En 1999, des joueurs de football serbes du championnat de France, afin de protester contre les bombardements de l’OTAN dans leur pays, portaient sous leur maillot un tee-shirt siglé « NO BOMB ». Lorsqu’il leur arrivait de marquer un but, ils se précipitaient alors vers une caméra pour montrer ce slogan et exprimer ainsi leur opposition à l’opération otanienne, à laquelle la France participait. Les autorités du football, en accord avec l’Etat, n’ont pas toléré longtemps ce genre de manifestation politique. La menace s’est précisée : ceux qui se prêteraient à de telles pratiques seraient immédiatement sanctionnés d’un avertissement.
Depuis, la jurisprudence « NO BOMB » reste en vigueur dans les championnats professionnels de football. Des joueurs, elle s’est ensuite étendue aux tribunes. Après quelques déploiements de banderoles de mauvais goût, comme celles des supporteurs parisiens accueillant un club du Nord (« Pédophiles, chômeurs, consanguins, bienvenue chez les Ch’tis »), les clubs ont très vite été encouragés à faire la police dans les travées, allant même au-delà des mesures prévues par le règlement de la Ligue (article 520[1. Toute expression orale, visuelle pouvant provoquer haine ou violence à l’égard de toute personne ou groupe de personnes est prohibée. L’introduction et la détention dans l’enceinte du stade de tous les objets qui pourraient y concourir sont placées sous la responsabilité du club visité.]). Dans un article du Huffington post, le directeur de communication du club de Troyes explique : « Les choses n’ont guère évolué. Il y a peut-être plus de dialogue entre clubs de supporteurs et dirigeants de clubs, mais on voit toujours des banderoles limites dans les stades. Quitte à exercer une forme de censure, les clubs préfèrent désormais contrôler les banderoles avant de les laisser passer en tribunes. C’est mieux que d’avoir à sanctionner quand il est trop tard. »
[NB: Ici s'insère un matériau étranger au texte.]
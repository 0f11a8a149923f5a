//! Dispatch orchestration
//!
//! Owns the set of campaigns with a live dispatch task in this process and
//! spawns runner tasks. The in-process set is the fast guard against double
//! dispatch; the per-segment claim in storage is the backstop across
//! processes.

use payamak_common::config::DispatchConfig;
use payamak_common::types::CampaignId;
use payamak_common::{Error, Result};
use payamak_storage::models::CampaignStatus;
use std::collections::HashSet;
use std::sync::{Arc, Mutex};
use tokio::task::JoinHandle;
use tracing::{error, info, warn};
use uuid::Uuid;

use super::runner::{DispatchRunner, RunOutcome};
use super::store::DispatchStore;
use crate::gateway::SmsGateway;

/// Spawns and tracks dispatch runs
pub struct DispatchService<S: DispatchStore> {
    store: Arc<S>,
    gateway: Arc<dyn SmsGateway>,
    config: DispatchConfig,
    running: Arc<Mutex<HashSet<Uuid>>>,
}

impl<S: DispatchStore> Clone for DispatchService<S> {
    fn clone(&self) -> Self {
        Self {
            store: Arc::clone(&self.store),
            gateway: Arc::clone(&self.gateway),
            config: self.config.clone(),
            running: Arc::clone(&self.running),
        }
    }
}

impl<S: DispatchStore> DispatchService<S> {
    pub fn new(store: Arc<S>, gateway: Arc<dyn SmsGateway>, config: DispatchConfig) -> Self {
        Self {
            store,
            gateway,
            config,
            running: Arc::new(Mutex::new(HashSet::new())),
        }
    }

    /// Whether this process has a live run for the campaign
    pub fn is_running(&self, campaign_id: CampaignId) -> bool {
        self.running.lock().unwrap().contains(&campaign_id)
    }

    /// Move a campaign from `from` into in_progress and spawn its run.
    /// Returns the InvalidTransition error when another writer moved the
    /// campaign first.
    pub async fn start(&self, campaign_id: CampaignId, from: CampaignStatus) -> Result<()> {
        let moved = self
            .store
            .transition_campaign(campaign_id, from, CampaignStatus::InProgress)
            .await?;
        if !moved {
            return Err(Error::InvalidTransition(format!(
                "Campaign {} is no longer {}",
                campaign_id, from
            )));
        }

        self.spawn_run(campaign_id);
        Ok(())
    }

    /// Spawn a dispatch task for a campaign already in_progress. Returns
    /// None when a run is live in this process.
    pub fn spawn_run(&self, campaign_id: CampaignId) -> Option<JoinHandle<RunOutcome>> {
        {
            let mut running = self.running.lock().unwrap();
            if !running.insert(campaign_id) {
                warn!(campaign_id = %campaign_id, "Dispatch already running, not spawning");
                return None;
            }
        }

        let runner = DispatchRunner::new(
            Arc::clone(&self.store),
            Arc::clone(&self.gateway),
            self.config.clone(),
        );
        let store = Arc::clone(&self.store);
        let running = Arc::clone(&self.running);

        let handle = tokio::spawn(async move {
            let outcome = match runner.run(campaign_id).await {
                Ok(outcome) => outcome,
                Err(e) => {
                    // Control errors (storage broken, campaign gone) fail the
                    // campaign; delivery rejections never reach this path
                    error!(campaign_id = %campaign_id, "Dispatch run failed: {}", e);
                    if let Err(e) = store
                        .update_campaign_status(campaign_id, CampaignStatus::Failed)
                        .await
                    {
                        error!(campaign_id = %campaign_id, "Failed to mark campaign failed: {}", e);
                    }
                    running.lock().unwrap().remove(&campaign_id);
                    return RunOutcome::NothingToDo;
                }
            };

            info!(campaign_id = %campaign_id, ?outcome, "Dispatch run finished");
            running.lock().unwrap().remove(&campaign_id);
            outcome
        });

        Some(handle)
    }
}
Le 6 août dernier, le président de la Ligue professionnelle de football Frédéric Thiriez est allé encore plus loin. Dans une lettre adressée aux présidents de clubs, que notre confrère So Foot s’est procurée, il s’est plaint du fait que « des banderoles de revendication émanant du collectif SOS Ligue 2 ont été déployées et ce, dans la plupart des stades. Des slogans hostiles à beIN Sport ont été également relevés dans de nombreuses enceintes. » En conclusion, il menace : « J’attends donc désormais des clubs de Ligue 2 qu’ils en fassent de même et veillent scrupuleusement à ce qu’aucune banderole hostile aux horaires de programmation ne soit déployée dans leur stade.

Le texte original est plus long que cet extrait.